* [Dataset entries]
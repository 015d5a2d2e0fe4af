use thiserror::Error;

use shared_models::AppError;

#[derive(Error, Debug)]
pub enum MaintenanceError {
    #[error("Asset not found: {0}")]
    AssetNotFound(String),

    #[error("Asset inventory error: {0}")]
    Inventory(String),
}

impl From<std::io::Error> for MaintenanceError {
    fn from(err: std::io::Error) -> Self {
        MaintenanceError::Inventory(err.to_string())
    }
}

impl From<serde_json::Error> for MaintenanceError {
    fn from(err: serde_json::Error) -> Self {
        MaintenanceError::Inventory(format!("invalid inventory document: {}", err))
    }
}

impl From<MaintenanceError> for AppError {
    fn from(err: MaintenanceError) -> Self {
        match err {
            MaintenanceError::AssetNotFound(id) => AppError::NotFound(format!("Asset {} not found", id)),
            MaintenanceError::Inventory(msg) => AppError::Internal(msg),
        }
    }
}

#[cfg(test)]
mod tests {
    use axum::http::StatusCode;

    use super::*;

    #[test]
    fn unknown_asset_becomes_not_found() {
        let err = AppError::from(MaintenanceError::AssetNotFound("srv-9".into()));
        assert_eq!(err.status_code(), StatusCode::NOT_FOUND);
        assert_eq!(err.to_string(), "Not Found: Asset srv-9 not found");
    }

    #[test]
    fn unreadable_inventory_becomes_internal_error() {
        let io = std::io::Error::new(std::io::ErrorKind::NotFound, "inventory.json");
        let err = AppError::from(MaintenanceError::from(io));
        assert_eq!(err.status_code(), StatusCode::INTERNAL_SERVER_ERROR);
    }
}
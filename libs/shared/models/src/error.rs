use axum::{
    http::StatusCode,
    response::{IntoResponse, Response},
    Json,
};
use serde_json::json;
use thiserror::Error;

/// Error surface of the HTTP API. Cell errors convert into this at the
/// handler boundary.
#[derive(Error, Debug)]
pub enum AppError {
    #[error("Not Found: {0}")]
    NotFound(String),

    #[error("Internal Server Error: {0}")]
    Internal(String),
}

impl AppError {
    pub fn status_code(&self) -> StatusCode {
        match self {
            AppError::NotFound(_) => StatusCode::NOT_FOUND,
            AppError::Internal(_) => StatusCode::INTERNAL_SERVER_ERROR,
        }
    }

    fn message(&self) -> &str {
        match self {
            AppError::NotFound(msg) | AppError::Internal(msg) => msg,
        }
    }
}

impl IntoResponse for AppError {
    fn into_response(self) -> Response {
        let status = self.status_code();

        if status.is_server_error() {
            tracing::error!(status = %status, "Request failed: {}", self.message());
        } else {
            tracing::warn!(status = %status, "Request rejected: {}", self.message());
        }

        let body = Json(json!({
            "error": self.message(),
            "timestamp": chrono::Utc::now(),
        }));

        (status, body).into_response()
    }
}

#[cfg(test)]
mod tests {
    use super::*;

    #[test]
    fn unknown_resources_map_to_not_found() {
        assert_eq!(AppError::NotFound("x".into()).status_code(), StatusCode::NOT_FOUND);
    }

    #[test]
    fn response_carries_status() {
        let response = AppError::Internal("inventory unreadable".into()).into_response();
        assert_eq!(response.status(), StatusCode::INTERNAL_SERVER_ERROR);
    }
}
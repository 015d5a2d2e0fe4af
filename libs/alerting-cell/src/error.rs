use thiserror::Error;

#[derive(Error, Debug)]
pub enum AlertingError {
    #[error("Alert publish failed: {0}")]
    PublishFailed(String),

    #[error("De-dup store unavailable: {0}")]
    DedupStore(String),

    #[error("Redis error: {0}")]
    Redis(#[from] redis::RedisError),
}

impl From<reqwest::Error> for AlertingError {
    fn from(err: reqwest::Error) -> Self {
        AlertingError::PublishFailed(err.to_string())
    }
}
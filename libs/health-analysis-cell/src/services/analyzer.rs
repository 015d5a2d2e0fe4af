// =====================================================================================
// HEALTH ANALYZER - SUMMARIZE, DETECT, SCORE, PREDICT, RECOMMEND
// =====================================================================================

use std::collections::BTreeMap;

use chrono::{DateTime, Utc};
use tracing::{debug, info, warn};

use shared_config::AppConfig;
use shared_models::{Asset, HealthAssessment, MaintenanceEvent, MetricSample};

use crate::services::aggregator::{analyze_trend, summarize};
use crate::services::anomaly::{AnomalyDetector, MAX_REPORTED_ANOMALIES};
use crate::services::prediction::FailurePredictor;
use crate::services::recommendations::build_recommendations;
use crate::services::scoring::HealthScorer;

/// Samples per metric key for one asset, oldest first within each stream.
pub type MetricStreams = BTreeMap<String, Vec<MetricSample>>;

/// Runs the in-memory stages of one analysis cycle. Every call builds a fresh
/// assessment; nothing carries over between cycles.
#[derive(Debug, Clone)]
pub struct HealthAnalyzer {
    detector: AnomalyDetector,
    scorer: HealthScorer,
    predictor: FailurePredictor,
}

impl HealthAnalyzer {
    pub fn new(detector: AnomalyDetector, scorer: HealthScorer, predictor: FailurePredictor) -> Self {
        Self {
            detector,
            scorer,
            predictor,
        }
    }

    pub fn from_config(config: &AppConfig) -> Self {
        Self::new(
            AnomalyDetector::from_config(config),
            HealthScorer::new(config.scoring.clone()),
            FailurePredictor::new(config.scoring.clone()),
        )
    }

    /// `skipped_metrics` lists streams that could not be fetched; a non-empty
    /// list marks the assessment partial.
    pub fn evaluate(
        &self,
        asset: &Asset,
        streams: &MetricStreams,
        history: &[MaintenanceEvent],
        skipped_metrics: Vec<String>,
        now: DateTime<Utc>,
    ) -> HealthAssessment {
        if asset.monitored_host().is_none() {
            debug!(asset_id = %asset.id, "monitoring disabled, returning neutral assessment");
            return HealthAssessment::monitoring_disabled(asset, now);
        }

        let partial = !skipped_metrics.is_empty();
        let populated: Vec<(&String, &Vec<MetricSample>)> =
            streams.iter().filter(|(_, samples)| !samples.is_empty()).collect();

        if populated.is_empty() {
            info!(asset_id = %asset.id, partial, "no monitoring data for asset");
            let mut assessment = HealthAssessment::no_data(asset, now);
            assessment.skipped_metrics = skipped_metrics;
            assessment.partial = partial;
            return assessment;
        }

        let summaries: BTreeMap<_, _> = populated
            .iter()
            .map(|(name, samples)| ((*name).clone(), summarize(samples)))
            .collect();

        let trends: BTreeMap<_, _> = populated
            .iter()
            .filter_map(|(name, samples)| analyze_trend(samples).map(|t| ((*name).clone(), t)))
            .collect();

        let all_samples: Vec<MetricSample> = populated
            .iter()
            .flat_map(|(_, samples)| samples.iter().cloned())
            .collect();
        let mut anomalies = self.detector.detect(&all_samples);
        anomalies.truncate(MAX_REPORTED_ANOMALIES);

        let (health_score, risk_level) = self.scorer.score(&summaries, &anomalies);
        let predicted_failure_date = self.predictor.predict(history, &summaries, now);
        let recommendations = build_recommendations(
            asset,
            &summaries,
            &anomalies,
            &trends,
            self.scorer.thresholds(),
            now.date_naive(),
        );

        if risk_level.is_alertable() {
            warn!(
                asset_id = %asset.id,
                health_score,
                risk = %risk_level,
                anomalies = anomalies.len(),
                "asset health degraded"
            );
        } else {
            info!(asset_id = %asset.id, health_score, risk = %risk_level, "asset assessed");
        }

        HealthAssessment {
            asset_id: asset.id.clone(),
            asset_name: asset.name.clone(),
            asset_tag: asset.asset_tag.clone(),
            health_score,
            risk_level,
            predicted_failure_date,
            recommendations,
            anomalies,
            summaries,
            trends,
            skipped_metrics,
            partial,
            assessed_at: now,
        }
    }
}

impl Default for HealthAnalyzer {
    fn default() -> Self {
        Self::from_config(&AppConfig::default())
    }
}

* [What you have to do] Write each entry out again, exactly as it reads above.

* [Response]
repository 015d5a2d2e0fe4af
use thiserror::Error;

use shared_models::AppError;

#[derive(Error, Debug)]
pub enum MaintenanceError {
    #[error("Asset not found: {0}")]
    AssetNotFound(String),

    #[error("Asset inventory error: {0}")]
    Inventory(String),
}

impl From<std::io::Error> for MaintenanceError {
    fn from(err: std::io::Error) -> Self {
        MaintenanceError::Inventory(err.to_string())
    }
}

impl From<serde_json::Error> for MaintenanceError {
    fn from(err: serde_json::Error) -> Self {
        MaintenanceError::Inventory(format!("invalid inventory document: {}", err))
    }
}

impl From<MaintenanceError> for AppError {
    fn from(err: MaintenanceError) -> Self {
        match err {
            MaintenanceError::AssetNotFound(id) => AppError::NotFound(format!("Asset {} not found", id)),
            MaintenanceError::Inventory(msg) => AppError::Internal(msg),
        }
    }
}

#[cfg(test)]
mod tests {
    use axum::http::StatusCode;

    use super::*;

    #[test]
    fn unknown_asset_becomes_not_found() {
        let err = AppError::from(MaintenanceError::AssetNotFound("srv-9".into()));
        assert_eq!(err.status_code(), StatusCode::NOT_FOUND);
        assert_eq!(err.to_string(), "Not Found: Asset srv-9 not found");
    }

    #[test]
    fn unreadable_inventory_becomes_internal_error() {
        let io = std::io::Error::new(std::io::ErrorKind::NotFound, "inventory.json");
        let err = AppError::from(MaintenanceError::from(io));
        assert_eq!(err.status_code(), StatusCode::INTERNAL_SERVER_ERROR);
    }
}
filename libs/shared/models/src/error.rs
use axum::{
    http::StatusCode,
    response::{IntoResponse, Response},
    Json,
};
use serde_json::json;
use thiserror::Error;

/// Error surface of the HTTP API. Cell errors convert into this at the
/// handler boundary.
#[derive(Error, Debug)]
pub enum AppError {
    #[error("Not Found: {0}")]
    NotFound(String),

    #[error("Internal Server Error: {0}")]
    Internal(String),
}

impl AppError {
    pub fn status_code(&self) -> StatusCode {
        match self {
            AppError::NotFound(_) => StatusCode::NOT_FOUND,
            AppError::Internal(_) => StatusCode::INTERNAL_SERVER_ERROR,
        }
    }

    fn message(&self) -> &str {
        match self {
            AppError::NotFound(msg) | AppError::Internal(msg) => msg,
        }
    }
}

impl IntoResponse for AppError {
    fn into_response(self) -> Response {
        let status = self.status_code();

        if status.is_server_error() {
            tracing::error!(status = %status, "Request failed: {}", self.message());
        } else {
            tracing::warn!(status = %status, "Request rejected: {}", self.message());
        }

        let body = Json(json!({
            "error": self.message(),
            "timestamp": chrono::Utc::now(),
        }));

        (status, body).into_response()
    }
}

#[cfg(test)]
mod tests {
    use super::*;

    #[test]
    fn unknown_resources_map_to_not_found() {
        assert_eq!(AppError::NotFound("x".into()).status_code(), StatusCode::NOT_FOUND);
    }

    #[test]
    fn response_carries_status() {
        let response = AppError::Internal("inventory unreadable".into()).into_response();
        assert_eq!(response.status(), StatusCode::INTERNAL_SERVER_ERROR);
    }
}
repository 015d5a2d2e0fe4af
filename libs/alerting-cell/src/error.rs
use thiserror::Error;

#[derive(Error, Debug)]
pub enum AlertingError {
    #[error("Alert publish failed: {0}")]
    PublishFailed(String),

    #[error("De-dup store unavailable: {0}")]
    DedupStore(String),

    #[error("Redis error: {0}")]
    Redis(#[from] redis::RedisError),
}

impl From<reqwest::Error> for AlertingError {
    fn from(err: reqwest::Error) -> Self {
        AlertingError::PublishFailed(err.to_string())
    }
}
filename libs/health-analysis-cell/src/services/analyzer.rs
repository 015d5a2d2e0fe4af
// =====================================================================================
// HEALTH ANALYZER - SUMMARIZE, DETECT, SCORE, PREDICT, RECOMMEND
// =====================================================================================

use std::collections::BTreeMap;

use chrono::{DateTime, Utc};
use tracing::{debug, info, warn};

use shared_config::AppConfig;
use shared_models::{Asset, HealthAssessment, MaintenanceEvent, MetricSample};

use crate::services::aggregator::{analyze_trend, summarize};
use crate::services::anomaly::{AnomalyDetector, MAX_REPORTED_ANOMALIES};
use crate::services::prediction::FailurePredictor;
use crate::services::recommendations::build_recommendations;
use crate::services::scoring::HealthScorer;

/// Samples per metric key for one asset, oldest first within each stream.
pub type MetricStreams = BTreeMap<String, Vec<MetricSample>>;

/// Runs the in-memory stages of one analysis cycle. Every call builds a fresh
/// assessment; nothing carries over between cycles.
#[derive(Debug, Clone)]
pub struct HealthAnalyzer {
    detector: AnomalyDetector,
    scorer: HealthScorer,
    predictor: FailurePredictor,
}

impl HealthAnalyzer {
    pub fn new(detector: AnomalyDetector, scorer: HealthScorer, predictor: FailurePredictor) -> Self {
        Self {
            detector,
            scorer,
            predictor,
        }
    }

    pub fn from_config(config: &AppConfig) -> Self {
        Self::new(
            AnomalyDetector::from_config(config),
            HealthScorer::new(config.scoring.clone()),
            FailurePredictor::new(config.scoring.clone()),
        )
    }

    /// `skipped_metrics` lists streams that could not be fetched; a non-empty
    /// list marks the assessment partial.
    pub fn evaluate(
        &self,
        asset: &Asset,
        streams: &MetricStreams,
        history: &[MaintenanceEvent],
        skipped_metrics: Vec<String>,
        now: DateTime<Utc>,
    ) -> HealthAssessment {
        if asset.monitored_host().is_none() {
            debug!(asset_id = %asset.id, "monitoring disabled, returning neutral assessment");
            return HealthAssessment::monitoring_disabled(asset, now);
        }

        let partial = !skipped_metrics.is_empty();
        let populated: Vec<(&String, &Vec<MetricSample>)> =
            streams.iter().filter(|(_, samples)| !samples.is_empty()).collect();

        if populated.is_empty() {
            info!(asset_id = %asset.id, partial, "no monitoring data for asset");
            let mut assessment = HealthAssessment::no_data(asset, now);
            assessment.skipped_metrics = skipped_metrics;
            assessment.partial = partial;
            return assessment;
        }

        let summaries: BTreeMap<_, _> = populated
            .iter()
            .map(|(name, samples)| ((*name).clone(), summarize(samples)))
            .collect();

        let trends: BTreeMap<_, _> = populated
            .iter()
            .filter_map(|(name, samples)| analyze_trend(samples).map(|t| ((*name).clone(), t)))
            .collect();

        let all_samples: Vec<MetricSample> = populated
            .iter()
            .flat_map(|(_, samples)| samples.iter().cloned())
            .collect();
        let mut anomalies = self.detector.detect(&all_samples);
        anomalies.truncate(MAX_REPORTED_ANOMALIES);

        let (health_score, risk_level) = self.scorer.score(&summaries, &anomalies);
        let predicted_failure_date = self.predictor.predict(history, &summaries, now);
        let recommendations = build_recommendations(
            asset,
            &summaries,
            &anomalies,
            &trends,
            self.scorer.thresholds(),
            now.date_naive(),
        );

        if risk_level.is_alertable() {
            warn!(
                asset_id = %asset.id,
                health_score,
                risk = %risk_level,
                anomalies = anomalies.len(),
                "asset health degraded"
            );
        } else {
            info!(asset_id = %asset.id, health_score, risk = %risk_level, "asset assessed");
        }

        HealthAssessment {
            asset_id: asset.id.clone(),
            asset_name: asset.name.clone(),
            asset_tag: asset.asset_tag.clone(),
            health_score,
            risk_level,
            predicted_failure_date,
            recommendations,
            anomalies,
            summaries,
            trends,
            skipped_metrics,
            partial,
            assessed_at: now,
        }
    }
}

impl Default for HealthAnalyzer {
    fn default() -> Self {
        Self::from_config(&AppConfig::default())
    }
}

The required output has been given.